Your Role and Responsibilities
The Kyndryl CISO Defense Tower is looking for a talented professional to join our growing advanced threat detection and response team that drives proactive identification of threats within the organization, provide rapid response, detect and defeat sophisticated adversaries focused on breaching our organization, and identifies and blocks advanced behavioral techniques. As a Threat Intelligence Analyst at Kyndryl, the qualified candidate will be tasked with identifying threats to the enterprise as well as our customers. They will investigate the newest cyber events and threats. Their role will include summarizing your findings, reporting data, producing actionable threat intelligence and aid in enhancing cyber defense.
- Track day-to-day emerging cyber events and identify those with the greatest impact on our enterprise and our customers.
- Be a leading knowledge source in information security and cyber matters supporting other departments with your knowledge and expertise.

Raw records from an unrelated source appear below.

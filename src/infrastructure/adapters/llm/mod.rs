//! LLM Adapters - 语言模型适配器

mod openai_chat_client;

pub use openai_chat_client::{OpenAiChatClient, OpenAiChatConfig};
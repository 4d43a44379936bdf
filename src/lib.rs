//! Talkback - 语音对话服务
//!
//! 架构设计: DDD + CQRS + Hexagonal Architecture
//!
//! 领域层 (domain/):
//! - Synthesis Context: 合成请求、任务句柄、音频产物
//! - Conversation Context: 对话历史与设置
//!
//! 应用层 (application/):
//! - Ports: 端口定义（SpeechSynthesizer, SpeechToText, ChatCompletion, AudioStorage, ConversationStore）
//! - Pipeline: 识别 -> 回复 -> 合成
//! - Commands / Queries: CQRS 处理器
//!
//! 基础设施层 (infrastructure/):
//! - Adapters: Typecast 合成客户端, Whisper 识别, Chat 补全, 文件存储
//! - Memory: 对话内存存储
//! - HTTP: RESTful API + WebSocket
//! - Events: WebSocket 事件发布

pub mod application;
pub mod config;
pub mod domain;
pub mod infrastructure;

pub use config::{load_config, AppConfig};
//! Ping Handler
//!
//! 健康检查

use axum::{extract::State, Json};
use serde::Serialize;
use std::sync::Arc;

use crate::infrastructure::http::state::AppState;

/// Ping 响应
#[derive(Serialize)]
pub struct PingResponse {
    pub status: &'static str,
    pub version: &'static str,
    /// 当前活跃对话数
    pub conversations: usize,
}

/// Ping endpoint - 健康检查
pub async fn ping(State(state): State<Arc<AppState>>) -> Json<PingResponse> {
    Json(PingResponse {
        status: "ok",
        version: env!("CARGO_PKG_VERSION"),
        conversations: state.conversation_store.list_all().len(),
    })
}
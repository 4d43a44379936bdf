//! Turn Pipeline - 单轮对话编排
//!
//! 用户输入 -> 语言模型回复 -> 语音合成。对话状态由调用方显式传入
//!
//! 失败语义:
//! - 识别失败: 不执行本轮，transcript 为 None
//! - 回复失败: 回复替换为道歉文本，本轮不写入历史，仍尝试合成
//! - 合成失败: 文本回复照常返回，附带 "Voice synthesis failed" 提示

use serde::Serialize;
use std::sync::Arc;
use tokio_util::sync::CancellationToken;

use crate::application::ports::{
    ChatCompletionPort, SpeechSynthesizerPort, SpeechToTextPort, SynthesisContext,
};
use crate::domain::conversation::{ConversationState, ConversationTurn};
use crate::domain::synthesis::{SynthesisRequest, SynthesizedAudioArtifact, VoiceSettings};
use crate::infrastructure::events::{ConversationProgressReporter, EventPublisher};

/// 合成失败时展示给用户的提示
pub const SYNTHESIS_FAILED_NOTICE: &str = "Voice synthesis failed";

/// 单轮处理结果
#[derive(Debug, Clone, Serialize)]
pub struct TurnOutcome {
    pub user_text: String,
    pub reply: String,
    pub via_speech: bool,
    /// 回复是否为生成失败后的道歉文本
    pub chat_failed: bool,
    pub audio: Option<SynthesizedAudioArtifact>,
    pub synthesis_error: Option<String>,
}

impl TurnOutcome {
    pub fn notice(&self) -> Option<&'static str> {
        self.audio.is_none().then_some(SYNTHESIS_FAILED_NOTICE)
    }
}

/// 语音输入的处理结果
#[derive(Debug, Clone, Serialize)]
pub struct VoiceTurnOutcome {
    pub transcript: Option<String>,
    pub transcription_error: Option<String>,
    pub turn: Option<TurnOutcome>,
}

/// 单轮对话编排器
pub struct TurnPipeline {
    chat: Arc<dyn ChatCompletionPort>,
    stt: Arc<dyn SpeechToTextPort>,
    synthesizer: Arc<dyn SpeechSynthesizerPort>,
    event_publisher: Arc<EventPublisher>,
    voice: VoiceSettings,
    system_prompt: String,
}

impl TurnPipeline {
    pub fn new(
        chat: Arc<dyn ChatCompletionPort>,
        stt: Arc<dyn SpeechToTextPort>,
        synthesizer: Arc<dyn SpeechSynthesizerPort>,
        event_publisher: Arc<EventPublisher>,
        voice: VoiceSettings,
        system_prompt: impl Into<String>,
    ) -> Self {
        Self {
            chat,
            stt,
            synthesizer,
            event_publisher,
            voice,
            system_prompt: system_prompt.into(),
        }
    }

    pub fn voice(&self) -> &VoiceSettings {
        &self.voice
    }

    /// 处理文本输入，空白输入返回 None
    pub async fn process_text(
        &self,
        state: &mut ConversationState,
        user_text: &str,
        via_speech: bool,
        cancel: CancellationToken,
    ) -> Option<TurnOutcome> {
        if user_text.trim().is_empty() {
            return None;
        }

        let messages = state.chat_messages(&self.system_prompt, user_text);
        let (reply, chat_failed) = match self.chat.complete(messages).await {
            Ok(reply) => {
                let mut turn = ConversationTurn::new(user_text, &reply);
                if via_speech {
                    turn = turn.spoken();
                }
                state.record_turn(turn);
                (reply, false)
            }
            Err(e) => {
                tracing::error!(
                    conversation_id = %state.id(),
                    error = %e,
                    "Chat completion failed"
                );
                (format!("Sorry, I couldn't generate a response: {}", e), true)
            }
        };

        let (audio, synthesis_error) = match self.synthesize(state.id(), &reply, cancel).await {
            Ok(artifact) => {
                state.set_last_audio(artifact.clone());
                (Some(artifact), None)
            }
            Err(e) => (None, Some(e)),
        };

        Some(TurnOutcome {
            user_text: user_text.to_string(),
            reply,
            via_speech,
            chat_failed,
            audio,
            synthesis_error,
        })
    }

    /// 处理语音输入，识别成功后按文本输入处理
    pub async fn process_voice(
        &self,
        state: &mut ConversationState,
        audio: Vec<u8>,
        cancel: CancellationToken,
    ) -> VoiceTurnOutcome {
        if audio.is_empty() {
            return VoiceTurnOutcome {
                transcript: None,
                transcription_error: Some("Empty recording".to_string()),
                turn: None,
            };
        }

        let language = state.settings().speech_language;
        let transcript = match self.stt.transcribe(audio, language).await {
            Ok(text) => text,
            Err(e) => {
                tracing::warn!(
                    conversation_id = %state.id(),
                    error = %e,
                    "Failed to transcribe audio"
                );
                return VoiceTurnOutcome {
                    transcript: None,
                    transcription_error: Some(e.to_string()),
                    turn: None,
                };
            }
        };

        let turn = self.process_text(state, &transcript, true, cancel).await;
        VoiceTurnOutcome {
            transcript: Some(transcript),
            transcription_error: None,
            turn,
        }
    }

    async fn synthesize(
        &self,
        conversation_id: &str,
        text: &str,
        cancel: CancellationToken,
    ) -> Result<SynthesizedAudioArtifact, String> {
        self.event_publisher.publish_synthesis_started(conversation_id);

        let result = match SynthesisRequest::new(text, &self.voice) {
            Ok(request) => {
                let progress = Arc::new(ConversationProgressReporter::new(
                    self.event_publisher.clone(),
                    conversation_id,
                ));
                let ctx = SynthesisContext::new(progress, cancel);
                self.synthesizer
                    .synthesize(request, &ctx)
                    .await
                    .map_err(|e| e.to_string())
            }
            Err(e) => Err(e.to_string()),
        };

        match &result {
            Ok(artifact) => {
                let file_name = artifact.file_name().unwrap_or_default();
                self.event_publisher
                    .publish_synthesis_ready(conversation_id, file_name);
            }
            Err(e) => {
                tracing::warn!(
                    conversation_id = %conversation_id,
                    error = %e,
                    "Voice synthesis failed"
                );
                self.event_publisher
                    .publish_synthesis_failed(conversation_id, e);
            }
        }

        result
    }
}
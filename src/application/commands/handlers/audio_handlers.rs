//! Audio Command Handlers

use std::sync::Arc;

use crate::application::commands::audio_commands::DeleteAudioCommand;
use crate::application::error::ApplicationError;
use crate::application::ports::AudioStoragePort;

/// DeleteAudio Handler - 删除合成音频
///
/// 目录里的文件由调用方决定保留或删除，系统不做自动清理
pub struct DeleteAudioHandler {
    storage: Arc<dyn AudioStoragePort>,
}

impl DeleteAudioHandler {
    pub fn new(storage: Arc<dyn AudioStoragePort>) -> Self {
        Self { storage }
    }

    pub async fn handle(&self, cmd: DeleteAudioCommand) -> Result<(), ApplicationError> {
        self.storage.delete_audio(&cmd.file_name).await?;
        Ok(())
    }
}

#[cfg(test)]
mod tests {
    use super::*;
    use crate::application::test_support::Fixture;

    #[tokio::test]
    async fn test_delete_audio() {
        let fixture = Fixture::new(Ok("r"), Ok("t"), true).await;
        let path = fixture.storage.save_audio(b"RIFFWAVE").await.unwrap();
        let file_name = path.file_name().unwrap().to_str().unwrap().to_string();
        let handler = DeleteAudioHandler::new(fixture.storage.clone());

        handler
            .handle(DeleteAudioCommand {
                file_name: file_name.clone(),
            })
            .await
            .unwrap();
        assert!(!path.exists());

        let err = handler
            .handle(DeleteAudioCommand { file_name })
            .await
            .unwrap_err();
        assert!(matches!(err, ApplicationError::NotFound { .. }));
    }

    #[tokio::test]
    async fn test_rejects_traversal() {
        let fixture = Fixture::new(Ok("r"), Ok("t"), true).await;
        let err = DeleteAudioHandler::new(fixture.storage.clone())
            .handle(DeleteAudioCommand {
                file_name: "../config.toml".to_string(),
            })
            .await
            .unwrap_err();
        assert!(matches!(err, ApplicationError::ValidationError(_)));
    }
}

- Develop attack detection & response playbooks, counter-measure definition, and strategies to mitigate emerging threats
- Threat Hunting using various toolsets, based on intelligence gathered
- Conduct cyber threat modeling to improve threat detection & mitigation
- Provide intelligence briefings to other areas of the business on threats or threat actors and the risk they bring to the environment
- Coordinates the planning, development and production of communication materials using various communication vehicles
- Interface with Security Operational Center (SOC) management and related internal groups for review, production, and dissemination of content
- Proactively hunt for currently undetected abuse by leveraging internal data, open-source intelligence and third party private intelligence
- Participate in the shaping of new enforcement policies to mitigate emergent threats
- Maintain thorough documentation of cyber threats, threat vectors, threat actors, and threat trends for consumption during threat modeling activities and security incidents.